I'm trying to take user input, store it into the string, get a character array from the string ( dont ask why, I just have to put this into a character array ), then get the reversed order of the phrase that the user entered. Here is my code:
#include "stdafx.h"
#include <iostream>
#include <String>
#include <cstring>
using namespace std;
using namespace System;
#pragma hdrstop
char* getCharArray(string);
string reversePhrase( int, char* );
void main(void)
{
string sPhrase = "";
int sSize = 0;
string sReversed = "";
char* cPhrase = NULL;
cout << "Welcome to the You Type It & We'll Reverse it! [Version 1.0] " << endl;
cout << "This program will reverse your phrase, and count how many characters are in it!" << endl;
cout << "To begin just enter a phrase." << endl;
cout << "Enter a phrase: ";
getline( cin, sPhrase);
sSize = sPhrase.length();
cout << endl;
cPhrase = getCharArray(sPhrase);
sReversed = reversePhrase( sSize, cPhrase );
cout << sReversed;
system("pause");
}
string reversePhrase(int size , char* cPhrase)
{
string sReversed = "";
int place = size;
for ( int i = 0; i < size ; i ++ )
{
sReversed.append(1, cPhrase[place]);
cout << "Current string: " << sReversed << endl;
cout << "Current character: " << cPhrase[place] << endl;
place--;
}
return sReversed;
}
char* getCharArray(string sPhrase)
{
int size = 1;
size = sPhrase.length();
char* cArray = NULL;
cArray = new char[size];
for (int i = 0 ; i < size ; i++)
{
cArray[size] = sPhrase.at(i);
}
return cArray;
}
When I type in "ownage" into the program, this is what I get returned:
It is almost like my Character Array is getting garbage collected before it can use all of the characters.

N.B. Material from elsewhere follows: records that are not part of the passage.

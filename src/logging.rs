//! Logging setup for the agent.
//!
//! Compact timestamped output with per-target level configuration. The
//! `RUST_LOG` environment variable overrides the configured filter.
//!
//! # Configuration
//!
//! ```toml
//! [logging]
//! default = "info"
//!
//! [logging.modules]
//! "hotdeploy::watcher" = "debug"   # show every subscription change
//! ```
//!
//! # Environment Variable
//!
//! `RUST_LOG` takes precedence over config:
//! ```bash
//! RUST_LOG=debug hotdeploy run
//! RUST_LOG=hotdeploy::deploy=trace hotdeploy run --no-watch
//! ```

use std::sync::Once;
use tracing_subscriber::fmt::time::FormatTime;
use tracing_subscriber::layer::SubscriberExt;
use tracing_subscriber::util::SubscriberInitExt;
use tracing_subscriber::{EnvFilter, Layer};

use crate::config::LoggingConfig;

static INIT: Once = Once::new();

/// Compact time format: HH:MM:SS.mmm
struct CompactTime;

impl FormatTime for CompactTime {
    fn format_time(&self, w: &mut tracing_subscriber::fmt::format::Writer<'_>) -> std::fmt::Result {
        write!(w, "{}", chrono::Local::now().format("%H:%M:%S%.3f"))
    }
}

/// Initialize logging with configuration.
///
/// Call once at startup. Safe to call multiple times (only first call takes effect).
///
/// Log levels control visibility:
/// - `error` - errors only, including singleton version conflicts
/// - `warn` - errors + skipped artifacts and snapshot content changes
/// - `info` - every deployment action (default)
/// - `debug` - decisions and watcher subscriptions
/// - `trace` - raw filesystem events
///
/// The `RUST_LOG` environment variable takes precedence over config settings.
pub fn init_with_config(config: &LoggingConfig) {
    INIT.call_once(|| {
        let filter = if std::env::var("RUST_LOG").is_ok() {
            EnvFilter::from_default_env()
        } else {
            EnvFilter::new(filter_directives(config))
        };

        let fmt_layer = tracing_subscriber::fmt::layer()
            .with_target(true)
            .with_timer(CompactTime)
            .with_level(true)
            .with_filter(filter);

        // Another subscriber (a test harness, an embedding host) wins.
        let _ = tracing_subscriber::registry().with(fmt_layer).try_init();
    });
}

/// Filter string for `config`: the default level, then per-target overrides
/// in name order.
pub fn filter_directives(config: &LoggingConfig) -> String {
    let mut modules: Vec<_> = config.modules.iter().collect();
    modules.sort();

    let mut directives = config.default.clone();
    for (module, level) in modules {
        directives.push_str(&format!(",{module}={level}"));
    }
    directives
}

/// Initialize logging with default configuration (`info`).
pub fn init() {
    init_with_config(&LoggingConfig::default());
}

/// Log an event tagged with its component.
///
/// # Examples
/// ```ignore
/// log_event!("deploy", "installing module", "{location}");
/// log_event!("registry", "runtime stopped");
/// ```
#[macro_export]
macro_rules! log_event {
    ($component:expr, $event:expr) => {
        tracing::info!("[{}] {}", $component, $event)
    };
    ($component:expr, $event:expr, $($arg:tt)*) => {
        tracing::info!("[{}] {}: {}", $component, $event, format!($($arg)*))
    };
}

/// Debug-only event logging.
///
/// # Examples
/// ```ignore
/// debug_event!("watcher", "subscribed", "{}", dir.display());
/// ```
#[macro_export]
macro_rules! debug_event {
    ($component:expr, $event:expr) => {
        tracing::debug!("[{}] {}", $component, $event)
    };
    ($component:expr, $event:expr, $($arg:tt)*) => {
        tracing::debug!("[{}] {}: {}", $component, $event, format!($($arg)*))
    };
}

This is probably an easy fix but, I just don't see how I can get around this one.
Try rewriting getCharArray like this
char* getCharArray(string sPhrase)
{
int size = 1;
size = sPhrase.length();
char* cArray = NULL;
cArray = new char[size+1]; // NOTE
for (int i = 0 ; i < size ; i++)
{
cArray[i] = sPhrase.at(i); // NOTE
}
}
cArray[size]=0; // NOTE
return cArray;
}
Note that the assignment in the loop now uses the index variable. Also, you need to allocate one extra char in the array to set the null terminator for the string and then you need to set it at the end.

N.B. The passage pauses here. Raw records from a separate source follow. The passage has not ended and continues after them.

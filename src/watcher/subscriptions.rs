//! Directory subscription table.
//!
//! Keeps one entry per subscribed directory, indexed both ways: by path to
//! avoid subscribing twice, and by handle to resolve which directory an
//! event belongs to.

use std::collections::HashMap;
use std::path::{Path, PathBuf};

/// Opaque handle for one directory subscription.
#[derive(Debug, Clone, Copy, PartialEq, Eq, Hash, PartialOrd, Ord)]
pub struct SubscriptionId(u64);

impl SubscriptionId {
    pub fn value(self) -> u64 {
        self.0
    }
}

/// Bidirectional path <-> subscription map.
#[derive(Debug, Default)]
pub struct SubscriptionTable {
    by_path: HashMap<PathBuf, SubscriptionId>,
    by_id: HashMap<SubscriptionId, PathBuf>,
    next_id: u64,
}

impl SubscriptionTable {
    /// Create an empty table.
    pub fn new() -> Self {
        Self::default()
    }

    /// Record a subscription for `dir`.
    ///
    /// Returns `None` if the directory already has one.
    pub fn insert(&mut self, dir: PathBuf) -> Option<SubscriptionId> {
        if self.by_path.contains_key(&dir) {
            return None;
        }

        self.next_id += 1;
        let id = SubscriptionId(self.next_id);
        self.by_path.insert(dir.clone(), id);
        self.by_id.insert(id, dir);
        Some(id)
    }

    /// Drop the subscription for `dir`, returning its handle.
    pub fn remove(&mut self, dir: &Path) -> Option<SubscriptionId> {
        let id = self.by_path.remove(dir)?;
        self.by_id.remove(&id);
        Some(id)
    }

    /// Check if a directory is subscribed.
    pub fn contains(&self, dir: &Path) -> bool {
        self.by_path.contains_key(dir)
    }

    /// Handle of the subscription covering `dir`.
    pub fn id_of(&self, dir: &Path) -> Option<SubscriptionId> {
        self.by_path.get(dir).copied()
    }

    /// Directory behind a subscription handle.
    pub fn path_of(&self, id: SubscriptionId) -> Option<&Path> {
        self.by_id.get(&id).map(PathBuf::as_path)
    }

    /// Subscribed directories that no longer exist on disk.
    ///
    /// Symlinks are followed: a link whose target directory is gone is stale.
    pub fn stale(&self) -> Vec<PathBuf> {
        self.by_path
            .keys()
            .filter(|dir| !dir.is_dir())
            .cloned()
            .collect()
    }

    /// All subscribed directories.
    pub fn dirs(&self) -> impl Iterator<Item = &Path> {
        self.by_path.keys().map(PathBuf::as_path)
    }

    /// Number of live subscriptions.
    pub fn len(&self) -> usize {
        self.by_path.len()
    }

    pub fn is_empty(&self) -> bool {
        self.by_path.is_empty()
    }

    /// Forget every subscription, returning the directories that were held.
    pub fn clear(&mut self) -> Vec<PathBuf> {
        self.by_id.clear();
        self.by_path.drain().map(|(dir, _)| dir).collect()
    }
}

#[cfg(test)]
mod tests {
    use super::*;
    use tempfile::TempDir;

    #[test]
    fn test_insert_is_unique_per_path() {
        let mut table = SubscriptionTable::new();

        let first = table.insert(PathBuf::from("/deploy/app"));
        let second = table.insert(PathBuf::from("/deploy/app"));

        assert!(first.is_some());
        assert!(second.is_none());
        assert_eq!(table.len(), 1);
    }

    #[test]
    fn test_lookup_both_directions() {
        let mut table = SubscriptionTable::new();
        let id = table.insert(PathBuf::from("/deploy/app/lib")).unwrap();

        assert_eq!(table.id_of(Path::new("/deploy/app/lib")), Some(id));
        assert_eq!(table.path_of(id), Some(Path::new("/deploy/app/lib")));
    }

    #[test]
    fn test_remove_clears_reverse_index() {
        let mut table = SubscriptionTable::new();
        let id = table.insert(PathBuf::from("/deploy/app")).unwrap();

        assert_eq!(table.remove(Path::new("/deploy/app")), Some(id));
        assert!(table.path_of(id).is_none());
        assert!(!table.contains(Path::new("/deploy/app")));
        assert!(table.is_empty());
    }

    #[test]
    fn test_handles_are_not_reused() {
        let mut table = SubscriptionTable::new();
        let a = table.insert(PathBuf::from("/a")).unwrap();
        table.remove(Path::new("/a"));
        let b = table.insert(PathBuf::from("/a")).unwrap();

        assert_ne!(a, b);
    }

    #[test]
    fn test_stale_reports_missing_directories() {
        let temp_dir = TempDir::new().unwrap();
        let live = temp_dir.path().join("live");
        std::fs::create_dir(&live).unwrap();
        let gone = temp_dir.path().join("gone");

        let mut table = SubscriptionTable::new();
        table.insert(live.clone());
        table.insert(gone.clone());

        assert_eq!(table.stale(), vec![gone]);
    }
}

You'll also need to think about deallocating the array at some point
The bug is in this line:
cArray[size] = sPhrase.at(i);
That size should be your loop index.
You should probably look at using std::string more, and not poke around with character arrays when there's no need to.
Why use a char array at all? It's not only useless – it complicates the code substantially (the usage of your function is more difficult, and you've forgotten to free the memory allocated by new!). Why not just have the following function:
string reverse(string const& input);
(Passing the argument by const reference instead of by value saves you a copy!)
In fact, implementing the function only takes a single line using the features of the string class (one of its constructors takes two iterators):
string reverse(string const& input) {
return string(input.rbegin(), input.rend());
}
reversePhrase is also not correct. Try something like this:
string reversePhrase(int size , char* cPhrase)
{
string sReversed = "";
sReversed.resize(size);
int place = size - 1;
for ( int i = 0; i < size ; i ++ )
{
sReversed [i] = cPhrase[place];
cout << "Current string: " << sReversed << endl;
cout << "Current character: " << cPhrase[place] << endl;
place--;
}
return sReversed;
}
First, start the array with -1. After that, use a for loop with -1 and increment inside the loop. Then, you can get the first element of the array.